A contrasting Raga would be Amrita Varshini, known for compositions such as “Thoongaadha Vizhigal Rendu” from “Agni Nakshatram”, rendered by KJ Yesudas, that portrays the heights of blissful anticipation between lovers. The Raga is aptly named as “the one who showers ‘Amrita’, the elixir of immortality”. This Raga, unlike Revati, has all of its “Swaras” or notes perched up the frequency palette, lending it an exuberant and optimistic mood. But then, it also has wide gaps between the frequencies of the “Swaras” on its scale, thus making it dramatic, just like Revati.

Another interesting quirk about Amrita Varshini is its association with rain and the monsoon. The energy of this Raga is said to be so brilliant that legend claims it to bring down torrential showers. It is said that while visiting Ettayapuram, a small village in Tamil Nadu, the great composer Muthuswamy Dikshitar was anguished to see the drought-hit arid land and parched people. Moved by their plight, Dikshitar looked up to the sky and burst forth in praise of the goddess (Devi) in this Raga. He called out to the Devi to bring rain and alleviate the plight of the drought-hit people. He addressed the Devi as ‘Anandamritakarshini, Amritavarshini’. When he sang ‘Salilam Varshaya Varshaya’, meaning ‘let the rain pour’, it is said that the sky opened up. There was such an outrageous shower that the place got flooded. He then had to plead ‘Sthambhaya Sthambhaya‘, meaning ‘stop, stop’. This bizarre belief still holds good in the modern times, as proven by late Carnatic violinist Kunnakudi Vaidyanathan in 1982, when he played Raga Amrita Varshini in a public gathering to bring down rains in Madras (Chennai) at the behest of MG Ramachandran, the Chief Minister of the State at the time, and, miraculously, succeeded in his goal. Several monsoon-flavoured compositions in the Raga and its counterparts in the Hindustani ( North Indian ) system of music such as the classic “Bole Re Papeehara” from “Guddi” in 1971, and parts of the evergreen “Ghanan Ghanan” from “Lagaan” in 2001 also stand testimony to this belief.

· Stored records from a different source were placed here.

#[derive(Debug, Clone, Copy, PartialEq, Eq)]
pub struct CodeEntryEngine {
    pub widget_timeout: Duration,
    pub key_timeout: Duration,
    pub key_pause: Duration,
    pub settle: Duration,
}

impl Default for CodeEntryEngine {
    fn default() -> Self {
        CodeEntryEngine {
            widget_timeout: Duration::from_secs(10),
            key_timeout: Duration::from_secs(5),
            key_pause: Duration::from_millis(150),
            settle: Duration::from_millis(200),
        }
    }
}

impl CodeEntryEngine {
    pub async fn enter(
        &self,
        page: &dyn PageDriver,
        code: &str,
        targets: &WidgetTargets,
    ) -> Result<CodeEntryState, ActionError> {
        if code.is_empty() || !code.chars().all(|c| c.is_ascii_digit()) {
            return Err(ActionError::code_entry(format!(
                "code must be a non-empty digit string, got {code:?}"
            )));
        }

        let mut state = CodeEntryState::new(code.len());
        let resolver = LocatorResolver::new(page);

        state.transition(EntryPhase::AwaitingWidget);
        let candidates = [&targets.keypad, &targets.per_box, &targets.single];
        let Some((position, _)) = resolver
            .wait_for_any(&candidates, self.widget_timeout)
            .await
        else {
            state.transition(EntryPhase::Failed);
            return Err(ActionError::code_entry(format!(
                "no keypad, per-digit inputs or code field appeared within {:?}",
                self.widget_timeout
            )));
        };
        let detected = WidgetShape::ORDER[position];

        let mut order = vec![detected];
        order.extend(WidgetShape::ORDER.into_iter().filter(|shape| *shape != detected));

        for shape in order {
            if shape != detected && !self.shape_present(page, targets, shape, code.len()).await {
                continue;
            }
            state.shape = Some(shape);
            state.transition(EntryPhase::EnteringDigits);
            if let Err(err) = self.type_code(page, targets, shape, code).await {
                log::debug!("{shape:?} entry failed: {err}");
                continue;
            }

            state.transition(EntryPhase::Verifying);
            sleep(self.settle).await;
            match self.observed_code(page, targets, shape, code.len()).await {
                Some(observed) if observed == code => {
                    state.confirmed = observed;
                    state.transition(EntryPhase::Complete);
                    return Ok(state);
                }
                observed => log::debug!("{shape:?} entry read back {observed:?}"),
            }
        }

        state.transition(EntryPhase::Failed);
        Err(ActionError::code_entry(format!(
            "{} digit code did not verify in any widget shape",
            code.len()
        )))
    }

    async fn shape_present(
        &self,
        page: &dyn PageDriver,
        targets: &WidgetTargets,
        shape: WidgetShape,
        len: usize,
    ) -> bool {
        let resolver = LocatorResolver::new(page);
        match shape {
            WidgetShape::PerBox => resolver.resolve_all(&targets.per_box).await.len() >= len,
            other => resolver.probe(targets.target(other)).await.is_some(),
        }
    }

    async fn type_code(
        &self,
        page: &dyn PageDriver,
        targets: &WidgetTargets,
        shape: WidgetShape,
        code: &str,
    ) -> Result<(), ActionError> {
        let resolver = LocatorResolver::new(page);
        match shape {
            WidgetShape::Keypad => {
                for digit in code.chars() {
                    let key = resolver.resolve(&keypad_key(digit, self.key_timeout)).await?;
                    if let Err(err) = page.click(&key.element, ClickMethod::Forced).await {
                        log::debug!("keypad {digit} forced click failed: {err}");
                        page.click(&key.element, ClickMethod::Script).await?;
                    }
                    sleep(self.key_pause).await;
                }
                Ok(())
            }
            WidgetShape::PerBox => {
                let boxes = resolver.resolve_all(&targets.per_box).await;
                if boxes.len() < code.len() {
                    return Err(ActionError::code_entry(format!(
                        "{} per-digit inputs for a {} digit code",
                        boxes.len(),
                        code.len()
                    )));
                }
                for (input, digit) in boxes.iter().zip(code.chars()) {
                    let digit = digit.to_string();
                    page.dispatch_value(input, &digit, ValueDispatch::Whole).await?;
                    if page.input_value(input).await? != digit {
                        page.focus(input).await?;
                        page.fill(input, &digit).await?;
                    }
                }
                Ok(())
            }
            WidgetShape::SingleField => {
                let field = resolver.resolve(&targets.single).await?;
                page.dispatch_value(&field.element, code, ValueDispatch::Whole)
                    .await?;
                let value = page.input_value(&field.element).await?;
                if digits_only(&value) != code {
                    page.focus(&field.element).await?;
                    page.fill(&field.element, "").await?;
                    page.type_text(&field.element, code, Duration::from_millis(50))
                        .await?;
                }
                Ok(())
            }
        }
    }

    /// The code currently visible in the widget, when it can be read.
    ///
    /// A keypad writes into per-digit inputs or a hidden field; with neither
    /// present nothing can be observed.
    async fn observed_code(
        &self,
        page: &dyn PageDriver,
        targets: &WidgetTargets,
        shape: WidgetShape,
        len: usize,
    ) -> Option<String> {
        let resolver = LocatorResolver::new(page);
        let boxes = resolver.resolve_all(&targets.per_box).await;
        if shape == WidgetShape::PerBox || (shape == WidgetShape::Keypad && boxes.len() >= len) {
            if boxes.len() < len {
                return None;
            }
            let mut observed = String::with_capacity(len);
            for input in boxes.iter().take(len) {
                let value = page.input_value(input).await.ok()?;
                if value.chars().count() != 1 {
                    return None;
                }
                observed.push_str(&value);
            }
            return Some(observed);
        }
        let field = resolver.probe(&targets.single).await?;
        page.input_value(&field.element)
            .await
            .ok()
            .map(|value| digits_only(&value))
    }
}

Another differently flavored Raga is “Ananda Bhairavi”. It is a breezy raga as opposed to the aforementioned dramatic ones. The name “Ananda Bhairavi” roughly translates to “Goddess who bestows happiness”, and the Raga itself has been proven to reduce high blood-pressure levels, promote mental stability and even cure depression. Popular numbers based on this Raga include a range of compositions of The Musical Prodigy, AR Rahman, such as the divinely peaceful “Anbendra Mazhayiley” from “Minsaara Kanavu” in 1997 and the gently flowing “Nadhiye Nadhiye” from “Rhythm” in 2000. Another notable hit is the soothingly romantic “Paartha Mudhal Naaley” by Harris Jayaraj from “Vettaiyaadu Vilayaadu” in 2006. The soothing nature of this Raga is attributed to the closely spaced “Swaras” that majorly fall in the mid-range of the frequency palette.

Similarly, if we add different “Swaras” and portray them with different oscillations, we get a new emotion or “Raga” to tell our story with. Simple, isn’t it? Of course, but yes, it gets a lot more challenging and interesting with the sheer variety and as we delve deeper to produce more complex and specific emotions. Add to that the possibility of bending rules and blending musical genres, and the world of music is nothing but a Kaleidoscope!